Causes of Earthquakes:

  1. Rocks are squeezed by tremendous pressure = stress.
  2. Under this stress they can reach a limit where they will break.
  3. They break and move along surfaces called faults.

 

Forces on Rocks: 3 types: Compression, Tension, and Shear. These forces can cause rocks to move in several directions along a fault. These movements can create different landform types.

 

Types of Faults:

Normal Faults: Tension can pull rocks apart and create a normal fault.

            Ex. Sierra Nevada Mtns. Fault Block Mountains

 

Reverse Faults: the rocks above the fault surface are forced up and over (compression) the rocks below the fault surface.

            Ex.  Himalayan Mountains

 

Strike-slip Fault: the rocks on either side of the fault surface are moving past each other without much upward or downward movement. This is caused by a shearing force.

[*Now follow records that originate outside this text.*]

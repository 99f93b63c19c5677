use crossterm::event::{KeyCode, KeyEvent, KeyModifiers};
use jules_observability::{new_request_id, request_span};
use jules_session::{
    ChatSession, Message, Rejection, SessionEvent, StatusBanner, SubmitOutcome, UploadFile,
    UploadOutcome,
};
use std::path::PathBuf;
use tokio::sync::mpsc;
use tracing::{debug, warn, Instrument};

/// What the main loop should do after a key press
#[derive(Debug, Clone, Copy, PartialEq, Eq)]
pub enum KeyAction {
    Continue,
    Quit,
}

pub struct App {
    pub session: ChatSession,
    pub origin: String,
    pub input: String,
    /// Highlighted transcript row; `None` follows the tail
    pub selected: Option<usize>,
    /// Local one-line feedback shown in the status bar
    pub notice: Option<String>,
    notice_tx: mpsc::UnboundedSender<String>,
    notice_rx: mpsc::UnboundedReceiver<String>,
}

impl App {
    pub fn new(session: ChatSession, origin: impl Into<String>) -> Self {
        let (notice_tx, notice_rx) = mpsc::unbounded_channel();
        Self {
            session,
            origin: origin.into(),
            input: String::new(),
            selected: None,
            notice: None,
            notice_tx,
            notice_rx,
        }
    }

    pub fn handle_key(&mut self, key: KeyEvent) -> KeyAction {
        let ctrl = key.modifiers.contains(KeyModifiers::CONTROL);
        match key.code {
            KeyCode::Char('c') if ctrl => return KeyAction::Quit,
            KeyCode::Char('b') if ctrl => self.branch_from_selection(),
            KeyCode::Char('u') if ctrl => self.upload_input(),
            KeyCode::Enter => self.submit_input(),
            KeyCode::Esc => self.cancel_branch(),
            KeyCode::Up => self.select_previous(),
            KeyCode::Down => self.select_next(),
            KeyCode::Backspace => {
                self.input.pop();
            }
            KeyCode::Char(c) if !ctrl => self.input.push(c),
            _ => {}
        }
        KeyAction::Continue
    }

    /// Apply a session event to local view state
    pub fn on_session_event(&mut self, event: &SessionEvent) {
        match event {
            SessionEvent::Truncated { len } => {
                if self.selected.is_some_and(|i| i >= *len) {
                    self.selected = None;
                }
            }
            SessionEvent::RequestStarted => self.notice = None,
            _ => {}
        }
    }

    /// Pick up feedback from spawned tasks
    pub fn drain_notices(&mut self) -> bool {
        let mut changed = false;
        while let Ok(notice) = self.notice_rx.try_recv() {
            self.notice = Some(notice);
            changed = true;
        }
        changed
    }

    pub fn messages(&self) -> Vec<Message> {
        self.session.messages()
    }

    pub fn banner(&self) -> Option<StatusBanner> {
        self.session.upload_status()
    }

    fn submit_input(&mut self) {
        if self.input.trim().is_empty() {
            return;
        }
        if let Some(rejection) = self.busy() {
            self.notice = Some(describe_rejection(rejection).to_string());
            return;
        }

        self.session.set_draft(std::mem::take(&mut self.input));
        self.selected = None;

        let session = self.session.clone();
        let notices = self.notice_tx.clone();
        let span = request_span(&new_request_id());
        let submit = async move {
            match session.submit_draft().await {
                SubmitOutcome::Completed { model, .. } => debug!(%model, "Reply complete"),
                SubmitOutcome::Failed(e) => {
                    let _ = notices.send(format!("Request failed: {}", e));
                }
                SubmitOutcome::Rejected(rejection) => {
                    let _ = notices.send(describe_rejection(rejection).to_string());
                }
            }
        };
        tokio::spawn(submit.instrument(span));
    }

    fn branch_from_selection(&mut self) {
        let Some(index) = self.selected else {
            self.notice = Some("Select a message first".to_string());
            return;
        };

        match self.session.begin_branch_at(index) {
            Ok(id) => {
                self.input = self.session.draft();
                self.notice = Some(format!("Branching from {}", id));
            }
            Err(e) => self.notice = Some(e.to_string()),
        }
    }

    fn cancel_branch(&mut self) {
        if self.session.is_branching() {
            self.session.cancel_branch();
            self.input.clear();
            self.notice = None;
        }
    }

    fn upload_input(&mut self) {
        let path = self.input.trim();
        if path.is_empty() {
            self.notice = Some("Type a file path, then Ctrl-U".to_string());
            return;
        }
        if let Some(rejection) = self.busy() {
            self.notice = Some(describe_rejection(rejection).to_string());
            return;
        }

        let path = PathBuf::from(path);
        self.input.clear();

        let session = self.session.clone();
        let notices = self.notice_tx.clone();
        tokio::spawn(async move {
            let file = match UploadFile::from_path(&path).await {
                Ok(file) => file,
                Err(e) => {
                    warn!(path = %path.display(), error = %e, "Cannot read upload");
                    let _ = notices.send(format!("Cannot read {}: {}", path.display(), e));
                    return;
                }
            };
            if let UploadOutcome::Rejected(rejection) = session.upload(file).await {
                let _ = notices.send(describe_rejection(rejection).to_string());
            }
        });
    }

    fn busy(&self) -> Option<Rejection> {
        if self.session.is_request_in_flight() {
            Some(Rejection::RequestInFlight)
        } else if self.session.is_upload_in_flight() {
            Some(Rejection::UploadInFlight)
        } else {
            None
        }
    }

    fn select_previous(&mut self) {
        let len = self.session.message_count();
        if len == 0 {
            return;
        }
        self.selected = Some(match self.selected {
            Some(i) => i.saturating_sub(1).min(len - 1),
            None => len - 1,
        });
    }

    fn select_next(&mut self) {
        let len = self.session.message_count();
        self.selected = match self.selected {
            Some(i) if i + 1 < len => Some(i + 1),
            _ => None,
        };
    }
}

fn describe_rejection(rejection: Rejection) -> &'static str {
    match rejection {
        Rejection::EmptyPrompt => "Nothing to send",
        Rejection::RequestInFlight => "Wait for the current reply",
        Rejection::UploadInFlight => "Wait for the upload to finish",
    }
}

#[cfg(test)]
mod tests {
    use super::*;
    use async_trait::async_trait;
    use jules_session::{
        BackendError, ChatBackend, ChatReply, ChatRequest, ReplyFrame, SessionOptions,
    };
    use std::sync::atomic::{AtomicUsize, Ordering};
    use std::sync::Arc;
    use std::time::Duration;

    /// Streams back `__IDS__` frames numbered per exchange, then the prompt
    struct NumberedBackend {
        exchanges: AtomicUsize,
    }

    #[async_trait]
    impl ChatBackend for NumberedBackend {
        async fn send_chat(&self, request: &ChatRequest) -> Result<ChatReply, BackendError> {
            let n = self.exchanges.fetch_add(1, Ordering::SeqCst) + 1;
            let frames = vec![
                Ok(ReplyFrame::identity(format!("u{}", n), format!("m{}", n))),
                Ok(ReplyFrame::text(format!("re: {}", request.prompt))),
            ];
            Ok(ChatReply::Streamed(Box::pin(futures::stream::iter(frames))))
        }

        async fn upload(&self, _file: &UploadFile) -> Result<(), BackendError> {
            Ok(())
        }
    }

    fn app() -> App {
        let backend = Arc::new(NumberedBackend {
            exchanges: AtomicUsize::new(0),
        });
        App::new(
            ChatSession::new(backend, SessionOptions::default()),
            "http://127.0.0.1:8000",
        )
    }

    fn key(code: KeyCode) -> KeyEvent {
        KeyEvent::new(code, KeyModifiers::NONE)
    }

    fn ctrl(c: char) -> KeyEvent {
        KeyEvent::new(KeyCode::Char(c), KeyModifiers::CONTROL)
    }

    fn type_text(app: &mut App, text: &str) {
        for c in text.chars() {
            app.handle_key(key(KeyCode::Char(c)));
        }
    }

    /// Wait for the spawned submit to land `len` messages and finish
    async fn settle(app: &App, len: usize) {
        for _ in 0..200 {
            if app.session.message_count() == len && !app.session.is_busy() {
                return;
            }
            tokio::time::sleep(Duration::from_millis(5)).await;
        }
        panic!("session did not settle at {} messages", len);
    }

    #[tokio::test]
    async fn test_ctrl_c_quits() {
        let mut app = app();
        assert_eq!(app.handle_key(ctrl('c')), KeyAction::Quit);
        assert_eq!(app.handle_key(key(KeyCode::Char('c'))), KeyAction::Continue);
        assert_eq!(app.input, "c");
    }

    #[tokio::test]
    async fn test_enter_submits_input() {
        let mut app = app();
        type_text(&mut app, "Bonjour");
        app.handle_key(key(KeyCode::Enter));
        assert!(app.input.is_empty());

        settle(&app, 2).await;
        let messages = app.messages();
        assert_eq!(messages.len(), 2);
        assert_eq!(messages[0].parts, "Bonjour");
        assert_eq!(messages[1].parts, "re: Bonjour");
        assert_eq!(messages[1].id.as_str(), "m1");
    }

    #[tokio::test]
    async fn test_blank_input_is_not_submitted() {
        let mut app = app();
        type_text(&mut app, "   ");
        app.handle_key(key(KeyCode::Enter));
        assert_eq!(app.input, "   ");
        assert!(!app.session.is_busy());
        assert_eq!(app.session.message_count(), 0);
    }

    #[tokio::test]
    async fn test_selection_moves_and_releases() {
        let mut app = app();
        app.handle_key(key(KeyCode::Up));
        assert_eq!(app.selected, None);

        type_text(&mut app, "un");
        app.handle_key(key(KeyCode::Enter));
        settle(&app, 2).await;

        app.handle_key(key(KeyCode::Up));
        assert_eq!(app.selected, Some(1));
        app.handle_key(key(KeyCode::Up));
        app.handle_key(key(KeyCode::Up));
        assert_eq!(app.selected, Some(0));
        app.handle_key(key(KeyCode::Down));
        assert_eq!(app.selected, Some(1));
        app.handle_key(key(KeyCode::Down));
        assert_eq!(app.selected, None);
    }

    #[tokio::test]
    async fn test_branch_prefills_input_and_truncates_on_submit() {
        let mut app = app();
        type_text(&mut app, "un");
        app.handle_key(key(KeyCode::Enter));
        settle(&app, 2).await;
        type_text(&mut app, "deux");
        app.handle_key(key(KeyCode::Enter));
        settle(&app, 4).await;
        assert_eq!(app.session.message_count(), 4);

        app.selected = Some(0);
        app.handle_key(ctrl('b'));
        assert_eq!(app.input, "un");
        assert!(app.session.is_branching());

        type_text(&mut app, " bis");
        app.handle_key(key(KeyCode::Enter));
        settle(&app, 3).await;

        let messages = app.messages();
        let parts: Vec<&str> = messages.iter().map(|m| m.parts.as_str()).collect();
        assert_eq!(parts, vec!["un", "un bis", "re: un bis"]);
        assert_eq!(messages[2].id.as_str(), "m3");
        assert!(!app.session.is_branching());
    }

    #[tokio::test]
    async fn test_branch_without_selection_is_refused() {
        let mut app = app();
        app.handle_key(ctrl('b'));
        assert!(app.notice.is_some());
        assert!(!app.session.is_branching());
    }

    #[tokio::test]
    async fn test_esc_cancels_branch() {
        let mut app = app();
        type_text(&mut app, "un");
        app.handle_key(key(KeyCode::Enter));
        settle(&app, 2).await;

        app.selected = Some(0);
        app.handle_key(ctrl('b'));
        app.handle_key(key(KeyCode::Esc));
        assert!(!app.session.is_branching());
        assert!(app.input.is_empty());
        assert!(app.session.draft().is_empty());
    }

    #[tokio::test]
    async fn test_upload_missing_file_reports_notice() {
        let mut app = app();
        type_text(&mut app, "/nonexistent/notes.txt");
        app.handle_key(ctrl('u'));
        assert!(app.input.is_empty());

        for _ in 0..200 {
            if app.drain_notices() {
                break;
            }
            tokio::time::sleep(Duration::from_millis(5)).await;
        }
        let notice = app.notice.clone().unwrap_or_default();
        assert!(notice.starts_with("Cannot read"), "{}", notice);
    }

    #[tokio::test]
    async fn test_truncation_releases_stale_selection() {
        let mut app = app();
        app.selected = Some(3);
        app.on_session_event(&SessionEvent::Truncated { len: 2 });
        assert_eq!(app.selected, None);
    }
}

            Ex. San Andreas Fault

 

Most earthquakes, both large and small, are caused by plates moving over, under, and around each other.

 

14-2 Earthquake Information:

 

Seismic Waves: are generated by earthquakes and move like sound (mechanical) waves.

 

Focus: an area in the earth’s interior where energy that is released from an earthquake. (point of origin). The energy travels out from the focus in the form of waves.

 

Types of Seismic Waves:

  1. Primary Waves: as they travel through rock they cause the particles in the rock to move back and forth. The rock particles compress and stretch apart thus transmitting these wave through the rock.
  2. Secondary Waves: move through the earth by causing particles in rocks to move at right angles to the direction of wave. Very destructive.
  3. Surface Waves: Energy that reaches the earth generates waves that travel outward from the epicenter (the area on the surface that is directly above the focus)

 

Wave differences:

  1. Travel at different speeds.
  2. Primary are the fastest, surface waves are the slowest.

 

Mapping the Earth’s Interior:

MOHO Discontinuity: boundary between the crust and the upper mantle. Discovered by measuring the movement of seismic waves through the earth.

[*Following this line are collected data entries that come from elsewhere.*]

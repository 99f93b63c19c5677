//! # Session Error Types

use thiserror::Error;

/// Errors raised by a [`ChatBackend`](crate::ChatBackend) implementation.
#[derive(Error, Debug, Clone, PartialEq, Eq)]
pub enum BackendError {
    /// The request never produced a response (connection refused, DNS, timeout, broken body)
    #[error("network error: {0}")]
    Transport(String),

    /// The backend answered with a non-success status
    #[error("API error ({status}): {message}")]
    Status { status: u16, message: String },

    /// The backend answered but the body could not be decoded
    #[error("decode error: {0}")]
    Decode(String),

    #[error("config error: {0}")]
    Config(String),
}

impl BackendError {
    /// Whether the backend received the request and answered it.
    pub fn responded(&self) -> bool {
        matches!(self, Self::Status { .. } | Self::Decode(_))
    }

    pub fn status(status: u16, message: impl Into<String>) -> Self {
        Self::Status {
            status,
            message: message.into(),
        }
    }
}

/// Violations of the reply framing.
#[derive(Error, Debug, Clone, PartialEq, Eq)]
pub enum ProtocolError {
    #[error("malformed identity frame: {0:?}")]
    MalformedIdentity(String),

    #[error("server assigned a placeholder id: {0}")]
    PlaceholderIdentity(String),

    #[error("server assigned an id already used in this session: {0}")]
    DuplicateIdentity(String),

    #[error("identity frame received after reply text")]
    LateIdentity,
}

/// Local upload validation failures. These never reach the network.
#[derive(Error, Debug, Clone, PartialEq, Eq)]
pub enum UploadRejection {
    #[error("unsupported file type: {mime}")]
    UnsupportedType { mime: String },

    #[error("file too large: {size} bytes (limit {limit})")]
    TooLarge { size: u64, limit: u64 },
}

/// Session error type
#[derive(Error, Debug, Clone, PartialEq, Eq)]
pub enum SessionError {
    #[error(transparent)]
    Backend(#[from] BackendError),

    #[error(transparent)]
    Protocol(#[from] ProtocolError),

    /// Only confirmed messages present in the transcript can be branched from
    #[error("message cannot be used as a branch point: {id}")]
    NotBranchable { id: String },

    #[error(transparent)]
    Validation(#[from] UploadRejection),
}

impl SessionError {
    pub fn not_branchable(id: impl Into<String>) -> Self {
        Self::NotBranchable { id: id.into() }
    }
}

pub type SessionResult<T> = Result<T, SessionError>;
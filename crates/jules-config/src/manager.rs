use crate::config::{Config, ConfigError, ConfigResult};
use regex::Regex;
use std::path::{Path, PathBuf};
use std::sync::Arc;
use tokio::sync::RwLock;
use tracing::info;

/// 配置管理器
#[derive(Clone)]
pub struct ConfigManager {
    path: PathBuf,
    config: Arc<RwLock<Config>>,
}

impl ConfigManager {
    /// 加载配置文件，不存在时写入默认配置
    pub async fn load(path: &Path) -> ConfigResult<Self> {
        let config = if path.exists() {
            info!("Loading config from {:?}", path);
            Self::read_file(path).await?
        } else {
            info!("Config file not found, creating default config at {:?}", path);
            let default_config = Config::default();
            // 确保父目录存在
            if let Some(parent) = path.parent() {
                tokio::fs::create_dir_all(parent).await?;
            }
            let content = serde_json::to_string_pretty(&default_config)?;
            tokio::fs::write(path, &content).await?;
            default_config
        };

        Ok(Self {
            path: path.to_path_buf(),
            config: Arc::new(RwLock::new(config)),
        })
    }

    /// 从默认位置加载配置
    pub async fn load_default() -> ConfigResult<Self> {
        let config_path = Self::default_config_path()?;
        Self::load(&config_path).await
    }

    /// 获取默认配置路径 (~/.jules/config.json)
    pub fn default_config_path() -> ConfigResult<PathBuf> {
        crate::default_config_path()
            .ok_or_else(|| ConfigError::InvalidPath("Could not find home directory".to_string()))
    }

    /// 创建一个新的配置管理器（用于测试）
    pub fn new(config: Config, path: PathBuf) -> Self {
        Self {
            path,
            config: Arc::new(RwLock::new(config)),
        }
    }

    /// 获取配置的只读引用
    pub fn get(&self) -> Arc<RwLock<Config>> {
        Arc::clone(&self.config)
    }

    /// 当前配置的快照
    pub async fn snapshot(&self) -> Config {
        self.config.read().await.clone()
    }

    /// 保存配置到文件
    pub async fn save(&self) -> ConfigResult<()> {
        self.save_to(&self.path).await?;
        info!("Config saved to {:?}", self.path);
        Ok(())
    }

    /// 保存配置到指定路径
    pub async fn save_to(&self, path: &Path) -> ConfigResult<()> {
        let config = self.config.read().await;
        let content = serde_json::to_string_pretty(&*config)?;
        drop(config);

        if let Some(parent) = path.parent() {
            tokio::fs::create_dir_all(parent).await?;
        }

        tokio::fs::write(path, content).await?;
        Ok(())
    }

    /// 重新加载配置
    pub async fn reload(&self) -> ConfigResult<()> {
        if !self.path.exists() {
            return Err(ConfigError::InvalidPath(format!(
                "Config file not found: {:?}",
                self.path
            )));
        }

        let new_config = Self::read_file(&self.path).await?;
        Self::validate(&new_config)?;

        *self.config.write().await = new_config;

        info!("Config reloaded from {:?}", self.path);
        Ok(())
    }

    /// 修改配置，校验通过后写回文件
    pub async fn update<F>(&self, f: F) -> ConfigResult<()>
    where
        F: FnOnce(&mut Config) -> ConfigResult<()>,
    {
        let mut config = self.config.write().await;
        let mut updated = config.clone();
        f(&mut updated)?;
        Self::validate(&updated)?;
        *config = updated;
        drop(config);
        self.save().await
    }

    /// 验证配置
    pub fn validate(config: &Config) -> ConfigResult<()> {
        if let Some(base_url) = &config.api.base_url {
            if !base_url.starts_with("http://") && !base_url.starts_with("https://") {
                return Err(ConfigError::Validation(format!(
                    "api.base_url must start with http:// or https://, got '{}'",
                    base_url
                )));
            }
        }

        if config.api.request_timeout_seconds == Some(0) {
            return Err(ConfigError::Validation(
                "api.request_timeout_seconds must be greater than 0".to_string(),
            ));
        }

        if config.upload.max_bytes == 0 {
            return Err(ConfigError::Validation(
                "upload.max_bytes must be greater than 0".to_string(),
            ));
        }

        if config.upload.allowed_types.is_empty() {
            return Err(ConfigError::Validation(
                "upload.allowed_types cannot be empty".to_string(),
            ));
        }

        Ok(())
    }

    async fn read_file(path: &Path) -> ConfigResult<Config> {
        let content = tokio::fs::read_to_string(path).await?;
        let content = Self::expand_env_vars(&content)?;
        Ok(serde_json::from_str(&content)?)
    }

    /// 展开环境变量 ${VAR} 或 ${VAR:-default}
    fn expand_env_vars(content: &str) -> ConfigResult<String> {
        let re = Regex::new(r"\$\{([^}]+)\}")
            .map_err(|e| ConfigError::Validation(e.to_string()))?;
        let mut result = String::with_capacity(content.len());
        let mut last = 0;

        for cap in re.captures_iter(content) {
            let (Some(full_match), Some(var_expr)) = (cap.get(0), cap.get(1)) else {
                continue;
            };

            // 处理 ${VAR:-default} 语法
            let var_expr = var_expr.as_str();
            let (var_name, default_value) = match var_expr.split_once(":-") {
                Some((name, default)) => (name, Some(default)),
                None => (var_expr, None),
            };

            let replacement = match (std::env::var(var_name), default_value) {
                (Ok(val), _) => val,
                (Err(_), Some(default)) => default.to_string(),
                (Err(_), None) => return Err(ConfigError::EnvVarNotFound(var_name.to_string())),
            };

            result.push_str(&content[last..full_match.start()]);
            result.push_str(&replacement);
            last = full_match.end();
        }

        result.push_str(&content[last..]);
        Ok(result)
    }

    /// 获取配置文件路径
    pub fn path(&self) -> &Path {
        &self.path
    }
}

  1. Primary and surface waves slow down when they hit the plasticlike asthenosphere- speed up when they are in the solid earth again.
  2. Secondary waves- are not transmitted through liquid.
  3. Primary waves are slowed down or deflected by the liquid outer.

 

By studying the pattern of transmission of seismic waves, scientists have mapped the different layers of the earth’s interior. See Figure 14-11.

 

14-3 Destruction by Earthquakes

Measuring Earthquakes:

  1. Seismologists use an instrument called a seismograph to record the seismic waves.
  2. Height of the lines traced on the paper in a seismograph, represents the magnitude of the earthquake.
  3. The higher the magnitude the more destructive the earthquake.

 

Tsunamis: large sea waves produce by earthquakes. See figure 14-13.